Las Vegas Palms Unveils Damien Hirst ‘Demon,’ $1 M. Party Package -ARTnews


At the Palms, the demon.

COURTESY PALMS CASINO AND RESORT

Fans of Damien Hirst, lovers of pools, and habitués of Las Vegas: rejoice.

Almost exactly two years after it made its debut in Venice at the Palazzo Grassi, as part of Hirst’s sprawling exhibition “Treasures from the Wreck of the Unbelievable,” the artist’s 60-foot-tall Demon with Bowl (2014) has been installed at the Palms Casino Resort in Las Vegas.

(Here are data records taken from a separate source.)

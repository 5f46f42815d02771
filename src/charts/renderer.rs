//! Static Chart Renderer
//! Draws the analysis charts to PNG files with plotters, for headless export.
//!
//! Layout of every image: centered title, plot area with axis labels, legend
//! in the upper right where the chart has more than one series.

use crate::charts::palette::{self, Rgb};
use crate::data::Status;
use crate::stats::{
    BoxSummary, CategoryBreakdown, CorrelationMatrix, CountryCancellation, NumericDistribution,
    TargetSummary,
};
use plotters::coord::Shift;
use plotters::prelude::*;
use plotters::style::text_anchor::{HPos, Pos, VPos};
use std::path::Path;
use thiserror::Error;

const WIDTH: u32 = 1000;
const HEIGHT: u32 = 600;
const HEATMAP_SIZE: u32 = 1100;
const FONT: &str = "sans-serif";

#[derive(Error, Debug)]
pub enum RenderError {
    #[error("Chart rendering failed: {0}")]
    Draw(String),
    #[error("I/O error: {0}")]
    Io(#[from] std::io::Error),
}

impl<E: std::error::Error + Send + Sync> From<DrawingAreaErrorKind<E>> for RenderError {
    fn from(err: DrawingAreaErrorKind<E>) -> Self {
        RenderError::Draw(err.to_string())
    }
}

fn rgb(color: Rgb) -> RGBColor {
    RGBColor(color.0, color.1, color.2)
}

/// One bar per category; `colors[i]` fills bar `i`.
struct BarSeries {
    name: String,
    values: Vec<f64>,
    colors: Vec<RGBColor>,
}

pub struct StaticChartRenderer;

impl StaticChartRenderer {
    pub fn render_target(summary: &TargetSummary, path: &Path) -> Result<(), RenderError> {
        let root = BitMapBackend::new(path, (WIDTH, HEIGHT)).into_drawing_area();
        let series = [BarSeries {
            name: "Bookings".to_string(),
            values: vec![summary.not_canceled as f64, summary.canceled as f64],
            colors: vec![
                rgb(palette::status_color(Status::NotCanceled)),
                rgb(palette::status_color(Status::Canceled)),
            ],
        }];
        let labels = ["Not Cancel (0)".to_string(), "Cancel (1)".to_string()];
        Self::draw_bars(&root, "Booking Count by Status", &labels, &series, false, "Bookings", None)?;
        root.present()?;
        Ok(())
    }

    pub fn render_category_ratio(breakdown: &CategoryBreakdown, path: &Path) -> Result<(), RenderError> {
        let root = BitMapBackend::new(path, (WIDTH, HEIGHT)).into_drawing_area();
        let labels: Vec<String> = breakdown.categories.iter().map(|c| c.category.clone()).collect();
        let n = labels.len();
        let series = [
            BarSeries {
                name: Status::NotCanceled.label().to_string(),
                values: breakdown.categories.iter().map(|c| c.not_canceled_pct).collect(),
                colors: vec![rgb(palette::status_color(Status::NotCanceled)); n],
            },
            BarSeries {
                name: Status::Canceled.label().to_string(),
                values: breakdown.categories.iter().map(|c| c.canceled_pct).collect(),
                colors: vec![rgb(palette::status_color(Status::Canceled)); n],
            },
        ];
        let title = format!("Cancel Ratio by {}", breakdown.feature);
        Self::draw_bars(&root, &title, &labels, &series, true, "Percentage (%)", Some(50.0))?;
        root.present()?;
        Ok(())
    }

    pub fn render_countries(countries: &[CountryCancellation], path: &Path) -> Result<(), RenderError> {
        let root = BitMapBackend::new(path, (WIDTH, HEIGHT)).into_drawing_area();
        let max_pct = countries
            .iter()
            .map(|c| c.cancel_pct)
            .filter(|p| !p.is_nan())
            .fold(0.0, f64::max);
        let series = [BarSeries {
            name: "Percent Cancel".to_string(),
            values: countries.iter().map(|c| c.cancel_pct).collect(),
            colors: countries
                .iter()
                .map(|c| rgb(palette::country_color(c.cancel_pct, max_pct)))
                .collect(),
        }];
        let labels: Vec<String> = countries.iter().map(|c| c.country.clone()).collect();
        Self::draw_bars(
            &root,
            "Cancel Percentage in Top Countries",
            &labels,
            &series,
            false,
            "Percent Cancel",
            None,
        )?;
        root.present()?;
        Ok(())
    }

    pub fn render_histogram(dist: &NumericDistribution, path: &Path) -> Result<(), RenderError> {
        let root = BitMapBackend::new(path, (WIDTH, HEIGHT)).into_drawing_area();
        root.fill(&WHITE)?;

        let bucket_width = dist
            .buckets
            .first()
            .map(|b| b.upper - b.lower)
            .filter(|w| *w > 0.0)
            .unwrap_or(1.0);
        let x_min = dist.buckets.first().map(|b| b.lower).unwrap_or(0.0);
        let x_max = x_min + bucket_width * dist.buckets.len().max(1) as f64;
        let y_max = dist
            .buckets
            .iter()
            .map(|b| b.canceled.max(b.not_canceled))
            .max()
            .unwrap_or(0) as f64;

        let mut chart = ChartBuilder::on(&root)
            .caption(format!("Distribution of {}", dist.feature), (FONT, 24))
            .margin(20)
            .x_label_area_size(40)
            .y_label_area_size(60)
            .build_cartesian_2d(x_min..x_max, 0f64..(y_max * 1.1).max(1.0))?;

        chart
            .configure_mesh()
            .disable_x_mesh()
            .x_desc(dist.feature.column())
            .y_desc("Count")
            .label_style((FONT, 13))
            .draw()?;

        let half = bucket_width / 2.0;
        for (offset, status) in [(0.0, Status::NotCanceled), (half, Status::Canceled)] {
            let color = rgb(palette::status_color(status));
            chart
                .draw_series(dist.buckets.iter().map(|b| {
                    let count = match status {
                        Status::NotCanceled => b.not_canceled,
                        Status::Canceled => b.canceled,
                    } as f64;
                    let left = b.lower + offset;
                    Rectangle::new([(left, 0.0), (left + half * 0.95, count)], color.filled())
                }))?
                .label(status.label())
                .legend(move |(x, y)| Rectangle::new([(x, y - 5), (x + 12, y + 5)], color.filled()));
        }

        Self::draw_legend(&mut chart)?;
        root.present()?;
        Ok(())
    }

    pub fn render_boxplot(dist: &NumericDistribution, path: &Path) -> Result<(), RenderError> {
        let root = BitMapBackend::new(path, (WIDTH, HEIGHT)).into_drawing_area();
        root.fill(&WHITE)?;

        let groups: [(Status, &Option<BoxSummary>); 2] = [
            (Status::NotCanceled, &dist.not_canceled),
            (Status::Canceled, &dist.canceled),
        ];
        let (y_min, y_max) = groups
            .iter()
            .filter_map(|(_, s)| s.as_ref())
            .fold((f64::INFINITY, f64::NEG_INFINITY), |(lo, hi), s| {
                (lo.min(s.lower_whisker), hi.max(s.upper_whisker))
            });
        let (y_min, y_max) = Self::padded_range(y_min, y_max);

        let labels: Vec<String> = groups.iter().map(|(s, _)| s.label().to_string()).collect();
        let formatter = Self::category_formatter(&labels);

        let mut chart = ChartBuilder::on(&root)
            .caption(format!("Boxplot of {}", dist.feature), (FONT, 24))
            .margin(20)
            .x_label_area_size(40)
            .y_label_area_size(60)
            .build_cartesian_2d(-0.5f64..1.5f64, y_min..y_max)?;

        chart
            .configure_mesh()
            .disable_x_mesh()
            .x_labels(3)
            .x_label_formatter(&formatter)
            .x_desc("is_canceled")
            .y_desc(dist.feature.column())
            .label_style((FONT, 13))
            .draw()?;

        for (i, (status, summary)) in groups.iter().enumerate() {
            let Some(s) = summary else {
                continue;
            };
            let color = rgb(palette::status_color(*status));
            let x = i as f64;
            let (l, r) = (x - 0.25, x + 0.25);

            chart.draw_series(std::iter::once(Rectangle::new(
                [(l, s.q1), (r, s.q3)],
                color.mix(0.4).filled(),
            )))?;
            chart.draw_series(std::iter::once(Rectangle::new(
                [(l, s.q1), (r, s.q3)],
                color.stroke_width(2),
            )))?;

            let lines = [
                vec![(l, s.median), (r, s.median)],
                vec![(x, s.q3), (x, s.upper_whisker)],
                vec![(x, s.q1), (x, s.lower_whisker)],
                vec![(x - 0.1, s.upper_whisker), (x + 0.1, s.upper_whisker)],
                vec![(x - 0.1, s.lower_whisker), (x + 0.1, s.lower_whisker)],
            ];
            chart.draw_series(
                lines
                    .into_iter()
                    .map(|points| PathElement::new(points, color.stroke_width(2))),
            )?;
        }

        root.present()?;
        Ok(())
    }

    pub fn render_heatmap(matrix: &CorrelationMatrix, path: &Path) -> Result<(), RenderError> {
        let root = BitMapBackend::new(path, (HEATMAP_SIZE, HEATMAP_SIZE)).into_drawing_area();
        root.fill(&WHITE)?;

        let n = matrix.len();
        let range = matrix.value_range();
        let top = n as f64 - 0.5;
        let labels = matrix.columns.clone();
        let x_formatter = Self::category_formatter(&labels);
        // Row 0 is drawn at the top
        let reversed: Vec<String> = labels.iter().rev().cloned().collect();
        let y_formatter = Self::category_formatter(&reversed);

        let mut chart = ChartBuilder::on(&root)
            .caption("Correlation Heatmap", (FONT, 24))
            .margin(20)
            .x_label_area_size(160)
            .y_label_area_size(200)
            .build_cartesian_2d(-0.5f64..top, -0.5f64..top)?;

        chart
            .configure_mesh()
            .disable_mesh()
            .x_labels(n + 1)
            .y_labels(n + 1)
            .x_label_formatter(&x_formatter)
            .y_label_formatter(&y_formatter)
            .x_label_style((FONT, 12).into_font().transform(FontTransform::Rotate90))
            .label_style((FONT, 12))
            .draw()?;

        let cells = matrix.values.iter().enumerate().flat_map(|(i, row)| {
            row.iter().enumerate().map(move |(j, &r)| (i, j, r))
        });

        for (i, j, r) in cells {
            let x = j as f64;
            let y = (n - 1 - i) as f64;
            let fill = palette::heat_color(r, range);
            chart.draw_series(std::iter::once(Rectangle::new(
                [(x - 0.5, y - 0.5), (x + 0.5, y + 0.5)],
                rgb(fill).filled(),
            )))?;

            let text = if r.is_nan() { "-".to_string() } else { format!("{:.2}", r) };
            let style = (FONT, 11)
                .into_font()
                .color(&rgb(palette::text_color_on(fill)))
                .pos(Pos::new(HPos::Center, VPos::Center));
            chart.draw_series(std::iter::once(Text::new(text, (x, y), style)))?;
        }

        root.present()?;
        Ok(())
    }

    /// Vertical bar chart over categories, grouped side by side or stacked.
    fn draw_bars(
        root: &DrawingArea<BitMapBackend, Shift>,
        title: &str,
        labels: &[String],
        series: &[BarSeries],
        stacked: bool,
        y_desc: &str,
        reference_line: Option<f64>,
    ) -> Result<(), RenderError> {
        root.fill(&WHITE)?;

        let n = labels.len().max(1);
        let y_max = if stacked {
            (0..n)
                .map(|i| series.iter().filter_map(|s| s.values.get(i)).sum::<f64>())
                .fold(0.0, f64::max)
        } else {
            series
                .iter()
                .flat_map(|s| s.values.iter().copied())
                .filter(|v| !v.is_nan())
                .fold(0.0, f64::max)
        };
        let formatter = Self::category_formatter(labels);

        let mut chart = ChartBuilder::on(root)
            .caption(title, (FONT, 24))
            .margin(20)
            .x_label_area_size(40)
            .y_label_area_size(60)
            .build_cartesian_2d(-0.5f64..(n as f64 - 0.5), 0f64..(y_max * 1.1).max(1.0))?;

        chart
            .configure_mesh()
            .disable_x_mesh()
            .x_labels(n + 1)
            .x_label_formatter(&formatter)
            .y_desc(y_desc)
            .label_style((FONT, 13))
            .draw()?;

        let width = if stacked { 0.7 } else { 0.8 / series.len().max(1) as f64 };
        let mut base = vec![0.0; n];

        for (k, s) in series.iter().enumerate() {
            let mut bars = Vec::with_capacity(s.values.len());
            for (i, &v) in s.values.iter().enumerate() {
                if v.is_nan() {
                    continue;
                }
                let color = s.colors.get(i).copied().unwrap_or(BLACK);
                let (left, bottom) = if stacked {
                    (i as f64 - width / 2.0, base[i])
                } else {
                    (i as f64 - 0.4 + k as f64 * width, 0.0)
                };
                bars.push(Rectangle::new(
                    [(left, bottom), (left + width, bottom + v)],
                    color.filled(),
                ));
                if stacked {
                    base[i] += v;
                }
            }

            let legend_color = s.colors.first().copied().unwrap_or(BLACK);
            chart
                .draw_series(bars)?
                .label(s.name.as_str())
                .legend(move |(x, y)| {
                    Rectangle::new([(x, y - 5), (x + 12, y + 5)], legend_color.filled())
                });
        }

        if let Some(y) = reference_line {
            chart.draw_series(std::iter::once(PathElement::new(
                vec![(-0.5, y), (n as f64 - 0.5, y)],
                BLACK.stroke_width(1),
            )))?;
        }

        if series.len() > 1 {
            Self::draw_legend(&mut chart)?;
        }
        Ok(())
    }

    fn draw_legend<'a, DB: DrawingBackend + 'a>(
        chart: &mut ChartContext<'a, DB, Cartesian2d<plotters::coord::types::RangedCoordf64, plotters::coord::types::RangedCoordf64>>,
    ) -> Result<(), DrawingAreaErrorKind<DB::ErrorType>> {
        chart
            .configure_series_labels()
            .position(SeriesLabelPosition::UpperRight)
            .background_style(&WHITE.mix(0.8))
            .border_style(&BLACK)
            .label_font((FONT, 13))
            .draw()
    }

    /// Label integer positions with `labels[i]`, leave everything else blank.
    fn category_formatter(labels: &[String]) -> impl Fn(&f64) -> String + '_ {
        move |x: &f64| {
            let idx = x.round();
            if (x - idx).abs() > 1e-6 || idx < 0.0 {
                return String::new();
            }
            labels.get(idx as usize).cloned().unwrap_or_default()
        }
    }

    fn padded_range(min: f64, max: f64) -> (f64, f64) {
        if !min.is_finite() || !max.is_finite() {
            return (0.0, 1.0);
        }
        let pad = ((max - min) * 0.1).max(0.5);
        (min - pad, max + pad)
    }
}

The barnacle-bedecked work is so large and unwieldy that, in Venice, a resin exhibition copy was shown, meaning that the original piece is actually making its official debut in Vegas at the Palms—a fitting location since Hirst recently unveiled a suite there with a price tag of $200,000 for two nights.

The demon is being presented as part of KAOS, a new venture at the Palms that promotional materials for the project called a “73,000-square-foot dayclub and 29,000-square-foot nightclub that boasts the highest number of pools of any resort in North America.” (It goes without saying that the venues on other continents with more pools presumably do not have a giant Hirst.)

Hirst’s Warrior and the Bear (2015).

COURTESY PALMS CASINO AND RESORT

It turns out that the demon is not the only work that the Palms acquired from Hirst’s Venice show. Also appearing on the grounds is his whimsical 23-foot-tall Warrior and the Bear (2015).

Those looking for a robust Hirst experience in Vegas are in luck. The resort’s “KAOS THEORY” package, which goes for $1 million, comes with three nights in the Hirst suite—the “Empathy Suite,” it’s called, for the record—and enough fine wine to have a nice party with a fair number of friends: a 30-liter bottle of Ace of Spades rosé, a 30-liter bottle of Ace of Spades brut, 100 bottles of Dom Pérignon Rose Luminous, 100 Dom Perignon Brut Luminous, and five bottles of Clase Azul Ultra Magnum.

A 30-liter bottle of wine? That’s known in the trade as a Melchizedek and Midas, both names derived from kings—the latter being the man of myth who turned all he touched into gold.